(Collection entries)
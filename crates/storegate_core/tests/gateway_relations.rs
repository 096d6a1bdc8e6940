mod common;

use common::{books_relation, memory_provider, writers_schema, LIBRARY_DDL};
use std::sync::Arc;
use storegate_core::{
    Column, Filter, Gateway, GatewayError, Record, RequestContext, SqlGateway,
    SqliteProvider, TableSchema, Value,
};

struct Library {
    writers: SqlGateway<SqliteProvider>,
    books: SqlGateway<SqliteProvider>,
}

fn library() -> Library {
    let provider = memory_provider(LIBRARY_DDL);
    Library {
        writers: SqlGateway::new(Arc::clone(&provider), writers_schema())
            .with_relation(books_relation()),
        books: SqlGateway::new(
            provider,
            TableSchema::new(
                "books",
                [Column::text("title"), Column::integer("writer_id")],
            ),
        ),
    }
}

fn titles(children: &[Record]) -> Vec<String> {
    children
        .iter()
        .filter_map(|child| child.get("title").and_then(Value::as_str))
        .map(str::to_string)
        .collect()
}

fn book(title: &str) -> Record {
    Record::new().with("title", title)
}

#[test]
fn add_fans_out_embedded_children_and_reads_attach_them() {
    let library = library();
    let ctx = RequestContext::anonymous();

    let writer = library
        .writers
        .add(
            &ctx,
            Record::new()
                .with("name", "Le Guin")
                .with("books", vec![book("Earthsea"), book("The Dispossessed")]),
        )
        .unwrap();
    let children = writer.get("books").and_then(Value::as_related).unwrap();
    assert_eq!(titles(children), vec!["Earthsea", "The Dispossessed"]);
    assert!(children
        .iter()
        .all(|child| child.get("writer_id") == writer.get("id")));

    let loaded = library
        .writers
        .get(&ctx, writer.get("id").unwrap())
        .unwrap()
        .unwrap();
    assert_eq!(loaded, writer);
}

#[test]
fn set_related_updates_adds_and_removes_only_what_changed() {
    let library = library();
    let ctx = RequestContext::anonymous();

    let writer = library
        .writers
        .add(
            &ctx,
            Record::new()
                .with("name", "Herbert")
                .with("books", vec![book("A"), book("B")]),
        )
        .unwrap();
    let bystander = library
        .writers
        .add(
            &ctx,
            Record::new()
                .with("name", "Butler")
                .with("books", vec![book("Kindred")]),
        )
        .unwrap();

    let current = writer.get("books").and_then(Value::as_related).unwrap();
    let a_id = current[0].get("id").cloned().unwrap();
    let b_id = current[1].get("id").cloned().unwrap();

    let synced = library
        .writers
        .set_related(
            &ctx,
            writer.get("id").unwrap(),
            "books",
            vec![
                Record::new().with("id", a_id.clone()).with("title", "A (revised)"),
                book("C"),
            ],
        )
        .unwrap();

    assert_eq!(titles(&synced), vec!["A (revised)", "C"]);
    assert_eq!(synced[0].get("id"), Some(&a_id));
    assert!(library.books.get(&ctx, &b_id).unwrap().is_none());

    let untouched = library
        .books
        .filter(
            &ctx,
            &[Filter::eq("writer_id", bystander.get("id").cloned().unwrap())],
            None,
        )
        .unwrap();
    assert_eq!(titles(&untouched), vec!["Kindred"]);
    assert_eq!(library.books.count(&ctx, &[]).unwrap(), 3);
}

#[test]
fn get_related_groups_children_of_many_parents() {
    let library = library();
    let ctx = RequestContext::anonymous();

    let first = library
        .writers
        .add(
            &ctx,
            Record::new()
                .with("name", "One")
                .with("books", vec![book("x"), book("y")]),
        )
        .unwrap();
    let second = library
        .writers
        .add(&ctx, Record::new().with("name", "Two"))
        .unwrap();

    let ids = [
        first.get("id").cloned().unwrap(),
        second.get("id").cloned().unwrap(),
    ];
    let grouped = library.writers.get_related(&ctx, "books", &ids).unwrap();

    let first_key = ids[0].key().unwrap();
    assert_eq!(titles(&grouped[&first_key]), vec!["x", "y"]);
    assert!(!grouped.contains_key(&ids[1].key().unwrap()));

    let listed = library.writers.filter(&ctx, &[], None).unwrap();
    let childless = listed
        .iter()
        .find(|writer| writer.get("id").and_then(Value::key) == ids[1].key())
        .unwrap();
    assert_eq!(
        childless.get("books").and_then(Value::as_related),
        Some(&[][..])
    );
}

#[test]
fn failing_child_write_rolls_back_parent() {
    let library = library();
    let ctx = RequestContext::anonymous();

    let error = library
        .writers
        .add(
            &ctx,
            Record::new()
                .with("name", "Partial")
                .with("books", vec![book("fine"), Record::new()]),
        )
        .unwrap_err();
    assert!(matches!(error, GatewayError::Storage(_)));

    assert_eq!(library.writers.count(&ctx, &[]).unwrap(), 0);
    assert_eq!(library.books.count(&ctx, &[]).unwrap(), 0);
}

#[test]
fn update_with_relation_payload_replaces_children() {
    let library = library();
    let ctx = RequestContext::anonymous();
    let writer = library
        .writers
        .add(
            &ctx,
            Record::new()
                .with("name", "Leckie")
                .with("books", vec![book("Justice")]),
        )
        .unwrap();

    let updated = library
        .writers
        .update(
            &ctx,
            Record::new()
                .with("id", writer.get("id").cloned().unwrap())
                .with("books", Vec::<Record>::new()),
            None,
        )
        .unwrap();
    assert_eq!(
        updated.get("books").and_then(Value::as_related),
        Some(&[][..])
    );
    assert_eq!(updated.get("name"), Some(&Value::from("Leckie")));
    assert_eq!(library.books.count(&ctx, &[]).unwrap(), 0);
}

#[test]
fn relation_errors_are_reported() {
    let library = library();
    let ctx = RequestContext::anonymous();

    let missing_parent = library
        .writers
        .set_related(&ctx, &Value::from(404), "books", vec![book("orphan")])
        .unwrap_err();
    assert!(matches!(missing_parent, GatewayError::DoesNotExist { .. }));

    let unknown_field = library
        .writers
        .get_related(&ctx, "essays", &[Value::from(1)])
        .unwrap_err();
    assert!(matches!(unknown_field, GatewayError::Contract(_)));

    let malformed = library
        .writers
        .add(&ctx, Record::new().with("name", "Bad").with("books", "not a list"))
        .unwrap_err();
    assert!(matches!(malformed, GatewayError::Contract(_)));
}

• About this task:
Every word of every entry must be returned as it appears.

• Written answer:
filename crates/storegate_core/tests/gateway_relations.rs
repository 096d6a1bdc8e6940
mod common;

use common::{books_relation, memory_provider, writers_schema, LIBRARY_DDL};
use std::sync::Arc;
use storegate_core::{
    Column, Filter, Gateway, GatewayError, Record, RequestContext, SqlGateway,
    SqliteProvider, TableSchema, Value,
};

struct Library {
    writers: SqlGateway<SqliteProvider>,
    books: SqlGateway<SqliteProvider>,
}

fn library() -> Library {
    let provider = memory_provider(LIBRARY_DDL);
    Library {
        writers: SqlGateway::new(Arc::clone(&provider), writers_schema())
            .with_relation(books_relation()),
        books: SqlGateway::new(
            provider,
            TableSchema::new(
                "books",
                [Column::text("title"), Column::integer("writer_id")],
            ),
        ),
    }
}

fn titles(children: &[Record]) -> Vec<String> {
    children
        .iter()
        .filter_map(|child| child.get("title").and_then(Value::as_str))
        .map(str::to_string)
        .collect()
}

fn book(title: &str) -> Record {
    Record::new().with("title", title)
}

#[test]
fn add_fans_out_embedded_children_and_reads_attach_them() {
    let library = library();
    let ctx = RequestContext::anonymous();

    let writer = library
        .writers
        .add(
            &ctx,
            Record::new()
                .with("name", "Le Guin")
                .with("books", vec![book("Earthsea"), book("The Dispossessed")]),
        )
        .unwrap();
    let children = writer.get("books").and_then(Value::as_related).unwrap();
    assert_eq!(titles(children), vec!["Earthsea", "The Dispossessed"]);
    assert!(children
        .iter()
        .all(|child| child.get("writer_id") == writer.get("id")));

    let loaded = library
        .writers
        .get(&ctx, writer.get("id").unwrap())
        .unwrap()
        .unwrap();
    assert_eq!(loaded, writer);
}

#[test]
fn set_related_updates_adds_and_removes_only_what_changed() {
    let library = library();
    let ctx = RequestContext::anonymous();

    let writer = library
        .writers
        .add(
            &ctx,
            Record::new()
                .with("name", "Herbert")
                .with("books", vec![book("A"), book("B")]),
        )
        .unwrap();
    let bystander = library
        .writers
        .add(
            &ctx,
            Record::new()
                .with("name", "Butler")
                .with("books", vec![book("Kindred")]),
        )
        .unwrap();

    let current = writer.get("books").and_then(Value::as_related).unwrap();
    let a_id = current[0].get("id").cloned().unwrap();
    let b_id = current[1].get("id").cloned().unwrap();

    let synced = library
        .writers
        .set_related(
            &ctx,
            writer.get("id").unwrap(),
            "books",
            vec![
                Record::new().with("id", a_id.clone()).with("title", "A (revised)"),
                book("C"),
            ],
        )
        .unwrap();

    assert_eq!(titles(&synced), vec!["A (revised)", "C"]);
    assert_eq!(synced[0].get("id"), Some(&a_id));
    assert!(library.books.get(&ctx, &b_id).unwrap().is_none());

    let untouched = library
        .books
        .filter(
            &ctx,
            &[Filter::eq("writer_id", bystander.get("id").cloned().unwrap())],
            None,
        )
        .unwrap();
    assert_eq!(titles(&untouched), vec!["Kindred"]);
    assert_eq!(library.books.count(&ctx, &[]).unwrap(), 3);
}

#[test]
fn get_related_groups_children_of_many_parents() {
    let library = library();
    let ctx = RequestContext::anonymous();

    let first = library
        .writers
        .add(
            &ctx,
            Record::new()
                .with("name", "One")
                .with("books", vec![book("x"), book("y")]),
        )
        .unwrap();
    let second = library
        .writers
        .add(&ctx, Record::new().with("name", "Two"))
        .unwrap();

    let ids = [
        first.get("id").cloned().unwrap(),
        second.get("id").cloned().unwrap(),
    ];
    let grouped = library.writers.get_related(&ctx, "books", &ids).unwrap();

    let first_key = ids[0].key().unwrap();
    assert_eq!(titles(&grouped[&first_key]), vec!["x", "y"]);
    assert!(!grouped.contains_key(&ids[1].key().unwrap()));

    let listed = library.writers.filter(&ctx, &[], None).unwrap();
    let childless = listed
        .iter()
        .find(|writer| writer.get("id").and_then(Value::key) == ids[1].key())
        .unwrap();
    assert_eq!(
        childless.get("books").and_then(Value::as_related),
        Some(&[][..])
    );
}

#[test]
fn failing_child_write_rolls_back_parent() {
    let library = library();
    let ctx = RequestContext::anonymous();

    let error = library
        .writers
        .add(
            &ctx,
            Record::new()
                .with("name", "Partial")
                .with("books", vec![book("fine"), Record::new()]),
        )
        .unwrap_err();
    assert!(matches!(error, GatewayError::Storage(_)));

    assert_eq!(library.writers.count(&ctx, &[]).unwrap(), 0);
    assert_eq!(library.books.count(&ctx, &[]).unwrap(), 0);
}

#[test]
fn update_with_relation_payload_replaces_children() {
    let library = library();
    let ctx = RequestContext::anonymous();
    let writer = library
        .writers
        .add(
            &ctx,
            Record::new()
                .with("name", "Leckie")
                .with("books", vec![book("Justice")]),
        )
        .unwrap();

    let updated = library
        .writers
        .update(
            &ctx,
            Record::new()
                .with("id", writer.get("id").cloned().unwrap())
                .with("books", Vec::<Record>::new()),
            None,
        )
        .unwrap();
    assert_eq!(
        updated.get("books").and_then(Value::as_related),
        Some(&[][..])
    );
    assert_eq!(updated.get("name"), Some(&Value::from("Leckie")));
    assert_eq!(library.books.count(&ctx, &[]).unwrap(), 0);
}

#[test]
fn relation_errors_are_reported() {
    let library = library();
    let ctx = RequestContext::anonymous();

    let missing_parent = library
        .writers
        .set_related(&ctx, &Value::from(404), "books", vec![book("orphan")])
        .unwrap_err();
    assert!(matches!(missing_parent, GatewayError::DoesNotExist { .. }));

    let unknown_field = library
        .writers
        .get_related(&ctx, "essays", &[Value::from(1)])
        .unwrap_err();
    assert!(matches!(unknown_field, GatewayError::Contract(_)));

    let malformed = library
        .writers
        .add(&ctx, Record::new().with("name", "Bad").with("books", "not a list"))
        .unwrap_err();
    assert!(matches!(malformed, GatewayError::Contract(_)));
}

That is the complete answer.